The women withheld sex from their husbands until they promised to quit fighting. Their stand helped end clashes in July between villages in rural Mindanao Island, a recently released U.N. Refugee Agency report says.
A separatist rebellion has been underway on the Filipino island of Mindanao since the 1970s. Families of Dado village had been displaced because of it since 2008 and are working to rebuild their community with the help of the U.N. High Commissioner for Refugees (UNHCR) and other aid organizations.
Women of the village came up with the idea of a sex strike as a way to help rebuild their village and to bring peace during a UNHCR sponsored sewing cooperative. Many of the women were fed up with not being able to deliver their products due to the violence that closed down a main road between two villages.

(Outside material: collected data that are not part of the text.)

use futures::prelude::*;
use dota1x6_tg::tracing_err;
use std::panic::AssertUnwindSafe;
use std::process::ExitCode;
use tracing::{error, info, warn};

#[tokio::main]
async fn main() -> ExitCode {
    if dotenvy::dotenv().is_err() {
        eprintln!("Dotenv config was not found, ignoring this...")
    }

    let logging_task = dota1x6_tg::init_logging();

    let main_fut = AssertUnwindSafe(async {
        let result = try_main().await;

        result.map(|()| ExitCode::SUCCESS).unwrap_or_else(|err| {
            error!(err = tracing_err(&err), "Exitting with an error...");
            ExitCode::FAILURE
        })
    })
    .catch_unwind()
    .unwrap_or_else(|_| {
        error!("Exitting due to a panic...");
        ExitCode::FAILURE
    });

    let exit_code = if !cfg!(debug_assertions) {
        main_fut.await
    } else {
        // Don't wait for teloxide's shutdown logic when cancelling in debug mode.
        // That takes a lot of time for some reason:
        // https://github.com/teloxide/teloxide/issues/711
        tokio::select! {
            exit_code = main_fut => {
                info!("Main task has finished, exiting...");
                exit_code
            }
            () = abort_signal() => ExitCode::SUCCESS,
        }
    };

    logging_task.shutdown().await;

    exit_code
}

async fn try_main() -> dota1x6_tg::Result {
    let config = dota1x6_tg::Config::load_or_panic();
    dota1x6_tg::run(config).await
}

async fn abort_signal() {
    if let Err(err) = tokio::signal::ctrl_c().await {
        warn!(
            err = tracing_err(&err),
            "Failed to wait for Ctrl+C, exiting..."
        );
    } else {
        info!("Ctrl+C received, exiting forcefully...");
    }
}
use async_trait::async_trait;
use easy_ext::ext;
use futures::prelude::*;
use std::time::{Duration, Instant};

#[ext(FutureExt)]
#[async_trait]
pub(crate) impl<F> F
where
    F: Future + Send,
    F::Output: Send,
{
    async fn with_duration(self) -> (F::Output, Duration) {
        let start = Instant::now();
        let output = self.await;
        (output, start.elapsed())
    }
}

UNHCR Spokesperson for Asia, Kitty McKinsey, said she witnessed the women quietly implement the solution to withhold sex from their husbands until the fighting stopped -- and it worked.
"I told them, if you don't agree with me, you will get no salary from me," says Aninon E. Kamanza of the Dado village sewing cooperative in a UNHCR video report.
Within weeks of the strike starting, the UNHCR reports that the main village road re-opened and the fighting stopped. The women of the sewing cooperative along with other villagers were able to deliver their goods and start to rebuild the economy.
"Women wanted their husbands to not fight anymore and by using their feminine wiles they were able to enforce their wish," said McKinsey.
The idea of withholding sex for a cause is not a new one -- the ancient Greek play Lysistrata tells the story of women who organized a sex strike to end a war between Athens and Sparta.
More recently, a strike was launched in 2006 in the Colombian city of Pereira, known for its drug trafficking and violent crimes. The strike was implemented by wives and girlfriends of gang members to get them to change their lifestyle and hand over their guns.
A similar campaign was carried out by women in Kenya in 2009 to protest the growing divide in Kenya's coalition government.
Sporadic fighting is still present in Mindanao near Dado village, but it is very localized, McKinsey said.
The sex strike is just one of the ways the people in Mindanao are using to implement change.
"I was really touched by how people didn't want handouts," she says, "They were all really happy and eager to help themselves."